Upregulation of the actin-severing protein Cofilin-1 is implicated in enhancing malignancy of various cancer types by promoting actin turnover and increasing cellular motility. Despite the importance of targeting Cofilin-1, currently there is a lack of inhibitors specifically targeting its actin-severing activity. To address this issue, we generated synthetic anti-Cofilin-1 nanobodies (Sybodies) that interfere with human Cofilin-1 binding to filamentous actin. We identified four high affinity Sybodies against human Cofilin-1 with dissociation constants (K_D) in the nanomolar range that inhibited G-actin sequestration, and actin-severing activity of Cofilin-1 in vitro.

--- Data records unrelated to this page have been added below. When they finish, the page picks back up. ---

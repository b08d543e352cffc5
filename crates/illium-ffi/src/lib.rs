//! Illium FFI - the C ABI consumed by the Android and macOS wallet bridges
//!
//! Every exported function takes plain pointers and caller-owned buffers
//! (see `include/illium.h`). Outputs are written only on success, panics are
//! caught at the boundary, and failures surface as the status codes below.
//!
//! The key and signature exports sit on [`illium_core::CryptoProvider`]; the
//! proof exports sit on [`illium_zk::ProofProvider`] over the process-wide
//! [`illium_zk::ParameterStore`].

use std::ffi::{c_char, c_int, CStr};
use std::panic::{self, AssertUnwindSafe};
use std::ptr;

use illium_lurk::EvalError;
use illium_zk::ZkError;
use tracing::error;

pub mod crypto;
pub mod zk;

/// Success
pub const ILLIUM_OK: c_int = 0;
/// Program or parameter text failed to parse
pub const ILLIUM_ERR_PARSE: c_int = 1;
/// Runtime error inside the program
pub const ILLIUM_ERR_EVAL: c_int = 2;
/// Evaluation reached `max_steps`
pub const ILLIUM_ERR_EXHAUSTED: c_int = 3;
/// Proof construction failed after evaluation succeeded
pub const ILLIUM_ERR_PROOF: c_int = 4;
/// `load_public_params` has not completed
pub const ILLIUM_ERR_NOT_INITIALIZED: c_int = 5;
/// Output buffer capacity too small; the required size is reported back
pub const ILLIUM_ERR_BUFFER_TOO_SMALL: c_int = 6;
/// Null pointer, invalid UTF-8 or out-of-range argument
pub const ILLIUM_ERR_INVALID_INPUT: c_int = 7;

pub(crate) fn eval_status(err: &EvalError) -> c_int {
    match err {
        EvalError::Parse { .. } => ILLIUM_ERR_PARSE,
        EvalError::Exhausted { .. } => ILLIUM_ERR_EXHAUSTED,
        _ => ILLIUM_ERR_EVAL,
    }
}

pub(crate) fn zk_status(err: &ZkError) -> c_int {
    match err {
        ZkError::Eval(e) => eval_status(e),
        ZkError::NotInitialized => ILLIUM_ERR_NOT_INITIALIZED,
        ZkError::InvalidInput(_) => ILLIUM_ERR_INVALID_INPUT,
        ZkError::ProofConstruction(_)
        | ZkError::ProofTooLarge { .. }
        | ZkError::InvalidParams(_)
        | ZkError::Io(_)
        | ZkError::Serialization(_) => ILLIUM_ERR_PROOF,
    }
}

/// Run `f`, turning a panic into `fallback`
pub(crate) fn guard<T>(name: &'static str, fallback: T, f: impl FnOnce() -> T) -> T {
    panic::catch_unwind(AssertUnwindSafe(f)).unwrap_or_else(|_| {
        error!(function = name, "panic caught at FFI boundary");
        fallback
    })
}

/// Borrow a NUL-terminated UTF-8 string
///
/// # Safety
/// `ptr` must be null or point to a NUL-terminated string that outlives `'a`.
pub(crate) unsafe fn read_str<'a>(ptr: *const c_char) -> Option<&'a str> {
    if ptr.is_null() {
        return None;
    }
    CStr::from_ptr(ptr).to_str().ok()
}

/// Copy `N` bytes out of a caller buffer
///
/// # Safety
/// `ptr` must be null or valid for `N` bytes of reads.
pub(crate) unsafe fn read_array<const N: usize>(ptr: *const u8) -> Option<[u8; N]> {
    if ptr.is_null() {
        return None;
    }
    let mut out = [0u8; N];
    ptr::copy_nonoverlapping(ptr, out.as_mut_ptr(), N);
    Some(out)
}

/// Copy `bytes` into a caller buffer
///
/// # Safety
/// `out` must be valid for `bytes.len()` bytes of writes.
pub(crate) unsafe fn write_bytes(out: *mut u8, bytes: &[u8]) {
    ptr::copy_nonoverlapping(bytes.as_ptr(), out, bytes.len());
}

/// Zero a caller buffer
///
/// # Safety
/// `out` must be null or valid for `len` bytes of writes.
pub(crate) unsafe fn zero_bytes(out: *mut u8, len: usize) {
    if !out.is_null() {
        ptr::write_bytes(out, 0, len);
    }
}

Notably, Sybody B12, with the lowest K_D of approximately 27 nM, competitively blocked actin binding to Cofilin-1, and also inhibited G-actin sequestration of murine Cofilin-1. The crystal structure of the Sybody-B12-Cofilin-1 complex, resolved at 1.8 Å, revealed that Sybody B12 binds to the G-actin binding site of Cofilin-1, showing that Sybody B12 engages the same binding site on Cofilin-1 as actin. Consistently, transient expression of mPlum-tagged Sybody B12 in human H1299 lung cancer cells inhibited the formation of enhanced green fluorescent protein (EGFP)-Cofilin-actin rods. Notably, stable expression of Sybody B12 did not affect viability of H1299 cells, and no compensatory up-regulation of Cofilin-2 or actin-depolymerization factor (ADF) mRNA were detectable in Sybody B12 expressing H1299 cells. Together, these findings suggest that Sybody B12 exhibits a strong potential as tool for inhibiting the interaction of Cofilin-1 with actin. In addition, it could serve as a promising lead structure for designing Cofilin-1 inhibitors in silico.